Category Archives: Example

Data APIs and Visualization: The Sum is Greater Than the Parts

Published by:

U.S. Government data has always been available for free to the public, but it can be tricky to find data curated to the point that it is easily consumed by all of our fancy visualization tools.  The folks over at datausa.io have done some interesting work building a data API that works across a variety of common and useful government statistics.  I was curious to see what the potential might be when we take a simple web data API and feed its content to a simple visualization language…

The mechanics turned out to be easy since the datausa.io API allows results formatted as CSV–which is what Brunel Visualization can consume.  So the data query essentially boils down to a URL placed inside a Brunel data() statement.  Visualizations can even be immediately created by pasting these URLs into the “data” section of the Brunel Visualization online app.

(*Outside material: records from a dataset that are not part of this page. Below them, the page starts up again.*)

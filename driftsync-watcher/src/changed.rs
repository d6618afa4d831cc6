//! Changed-path accumulation and batch publishing.
//!
//! Paths collect in insertion order with string-equality dedup; directory
//! paths carry a trailing `/`. Batches are published atomically under a
//! `YYYYMMDD-HHMMSS.<pid>` name so readers of the output directory only
//! ever see fully-formed files.

use std::collections::HashSet;
use std::path::{Path, PathBuf};
use std::time::SystemTime;

use driftsync_core::fsutil::atomic_publish;
use driftsync_core::timefmt::compact_stamp;

use crate::error::WatcherError;

#[derive(Debug, Default)]
pub struct ChangedPaths {
    paths: Vec<String>,
    seen: HashSet<String>,
}

impl ChangedPaths {
    /// Record a changed path. Directories are suffixed with `/`; the watched
    /// root itself (empty relative path) becomes the single line `/`.
    pub fn mark(&mut self, rel_path: &str, is_dir: bool) {
        let entry = if is_dir {
            format!("{rel_path}/")
        } else {
            rel_path.to_owned()
        };
        if self.seen.contains(&entry) {
            return;
        }
        tracing::debug!(path = %entry, "adding to changed paths");
        self.seen.insert(entry.clone());
        self.paths.push(entry);
    }

    pub fn is_empty(&self) -> bool {
        self.paths.is_empty()
    }

    pub fn len(&self) -> usize {
        self.paths.len()
    }

    #[cfg(test)]
    pub fn entries(&self) -> &[String] {
        &self.paths
    }

    /// Publish the accumulated paths as one batch file in `out_dir`.
    ///
    /// Returns the published path, or `None` when there was nothing to
    /// write. The accumulator is cleared only after a successful publish, so
    /// a failed attempt retries with the same contents on the next tick.
    pub fn dump(&mut self, out_dir: &Path) -> Result<Option<PathBuf>, WatcherError> {
        if self.paths.is_empty() {
            return Ok(None);
        }

        let name = format!(
            "{}.{}",
            compact_stamp(SystemTime::now()),
            std::process::id()
        );
        let target = out_dir.join(name);

        let mut contents = String::new();
        for path in &self.paths {
            contents.push_str(path);
            contents.push('\n');
        }

        atomic_publish(&target, contents.as_bytes())?;

        self.paths.clear();
        self.seen.clear();
        Ok(Some(target))
    }
}
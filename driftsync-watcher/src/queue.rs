//! Deferred-work queue of file checks and directory scans.
//!
//! Entries carry an earliest-process time; file checks are pushed two
//! seconds into the future so bursts of writes to one file coalesce into a
//! single stat. A secondary id set keeps at most one pending entry per
//! referent. Removal only clears the id from the set; the queued entry
//! turns into a tombstone that the next drain pass drops when its referent
//! is no longer in the tree.

use std::collections::HashSet;
use std::time::{Duration, Instant};

use crate::tree::{DirId, FileId};

/// Settling delay before a queued file check becomes due.
pub const FILE_SETTLE_DELAY: Duration = Duration::from_secs(2);

/// What a queue entry refers to.
#[derive(Debug, Clone, Copy, PartialEq, Eq)]
pub enum QueueTarget {
    File(FileId),
    Dir(DirId),
}

#[derive(Debug, Clone, Copy)]
pub struct QueueEntry {
    pub when: Instant,
    pub target: QueueTarget,
}

#[derive(Debug, Default)]
pub struct ChangeQueue {
    entries: Vec<QueueEntry>,
    queued_files: HashSet<FileId>,
    queued_dirs: HashSet<DirId>,
}

impl ChangeQueue {
    /// Queue a file check, due after the settling delay. No-op when the
    /// file already has a pending check.
    pub fn queue_file(&mut self, id: FileId, now: Instant) {
        self.queue_file_at(id, now + FILE_SETTLE_DELAY);
    }

    /// Queue a file check with an explicit due time.
    pub fn queue_file_at(&mut self, id: FileId, when: Instant) {
        if !self.queued_files.insert(id) {
            return;
        }
        tracing::debug!(file = ?id, "adding to change queue: check file");
        self.entries.push(QueueEntry {
            when,
            target: QueueTarget::File(id),
        });
    }

    /// Queue a directory scan, due immediately. No-op when the directory
    /// already has a pending scan.
    pub fn queue_dir(&mut self, id: DirId, now: Instant) {
        if !self.queued_dirs.insert(id) {
            return;
        }
        tracing::debug!(dir = ?id, "adding to change queue: scan directory");
        self.entries.push(QueueEntry {
            when: now,
            target: QueueTarget::Dir(id),
        });
    }

    /// Turn any pending check for `id` into a tombstone.
    pub fn remove_file(&mut self, id: FileId) {
        self.queued_files.remove(&id);
    }

    /// Turn any pending scan for `id` into a tombstone.
    pub fn remove_dir(&mut self, id: DirId) {
        self.queued_dirs.remove(&id);
    }

    pub fn contains_file(&self, id: FileId) -> bool {
        self.queued_files.contains(&id)
    }

    pub fn contains_dir(&self, id: DirId) -> bool {
        self.queued_dirs.contains(&id)
    }

    /// `true` when `entry` has been tombstoned since it was queued.
    pub fn is_tombstone(&self, entry: &QueueEntry) -> bool {
        match entry.target {
            QueueTarget::File(id) => !self.queued_files.contains(&id),
            QueueTarget::Dir(id) => !self.queued_dirs.contains(&id),
        }
    }

    /// Mark `target` as no longer pending, so follow-up work can requeue it.
    pub fn unmark(&mut self, target: QueueTarget) {
        match target {
            QueueTarget::File(id) => {
                self.queued_files.remove(&id);
            }
            QueueTarget::Dir(id) => {
                self.queued_dirs.remove(&id);
            }
        }
    }

    /// Take the whole entry list for a drain pass. Entries the drain keeps
    /// must come back through [`ChangeQueue::restore`].
    pub fn take_entries(&mut self) -> Vec<QueueEntry> {
        std::mem::take(&mut self.entries)
    }

    /// Re-insert deferred entries ahead of anything queued during the
    /// drain, preserving insertion order overall.
    pub fn restore(&mut self, mut deferred: Vec<QueueEntry>) {
        let appended = std::mem::take(&mut self.entries);
        deferred.extend(appended);
        self.entries = deferred;
    }

    pub fn len(&self) -> usize {
        self.entries.len()
    }

    pub fn is_empty(&self) -> bool {
        self.entries.is_empty()
    }
}

#[cfg(test)]
mod tests {
    use super::*;
    use std::path::PathBuf;

    use crate::tree::Tree;

    fn ids() -> (Tree, FileId, DirId) {
        let mut tree = Tree::new(PathBuf::from("/watched"), 20);
        let root = tree.root();
        let file = tree.add_file(root, "a").unwrap();
        let dir = tree.add_dir(root, "sub").unwrap();
        (tree, file, dir)
    }

    #[test]
    fn duplicate_targets_are_queued_once() {
        let (_tree, file, dir) = ids();
        let mut queue = ChangeQueue::default();
        let now = Instant::now();

        queue.queue_file(file, now);
        queue.queue_file(file, now);
        queue.queue_dir(dir, now);
        queue.queue_dir(dir, now);

        assert_eq!(queue.len(), 2);
        assert!(queue.contains_file(file));
        assert!(queue.contains_dir(dir));
    }

    #[test]
    fn file_checks_are_deferred_by_the_settle_delay() {
        let (_tree, file, _dir) = ids();
        let mut queue = ChangeQueue::default();
        let now = Instant::now();
        queue.queue_file(file, now);

        let entries = queue.take_entries();
        assert_eq!(entries.len(), 1);
        assert!(entries[0].when >= now + FILE_SETTLE_DELAY);
    }

    #[test]
    fn removal_tombstones_the_pending_entry() {
        let (_tree, file, dir) = ids();
        let mut queue = ChangeQueue::default();
        let now = Instant::now();
        queue.queue_file(file, now);
        queue.queue_dir(dir, now);

        queue.remove_file(file);
        assert!(!queue.contains_file(file));
        let entries = queue.take_entries();
        assert!(queue.is_tombstone(&entries[0]));
        assert!(!queue.is_tombstone(&entries[1]));
    }

    #[test]
    fn restore_keeps_deferred_entries_before_new_work() {
        let (mut tree, file, _dir) = ids();
        let other = tree.add_file(tree.root(), "b").unwrap();
        let mut queue = ChangeQueue::default();
        let now = Instant::now();

        queue.queue_file(file, now);
        let deferred = queue.take_entries();
        queue.queue_file(other, now);
        queue.restore(deferred);

        let order: Vec<QueueTarget> = queue.take_entries().iter().map(|e| e.target).collect();
        assert_eq!(order, vec![QueueTarget::File(file), QueueTarget::File(other)]);
    }

    #[test]
    fn unmark_allows_requeueing() {
        let (_tree, file, _dir) = ids();
        let mut queue = ChangeQueue::default();
        let now = Instant::now();

        queue.queue_file(file, now);
        queue.unmark(QueueTarget::File(file));
        queue.queue_file(file, now);
        // One stale entry plus one live one; the stale one is a tombstone.
        assert_eq!(queue.len(), 2);
    }
}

So, on to some examples..  This first one uses workforce data from the ACS PUMS data provided by the US Census Bureau.  The top graph shows a heatmap of wages by hours worked per week (binned) and colored by age for full time employees.  The age value is the median of the average ages of the occupations in the bin.  Note: it would probably be better here to calculate a weighted average of age using the field containing the number of people within the occupation.  Click on a cell to see the occupations within it below on the bubble chart.  The size of the bubble represents the number of people in the occupation and the color corresponds to the Gini coefficient.  Higher (darker) Gini values indicate greater inequality wages for the occupation.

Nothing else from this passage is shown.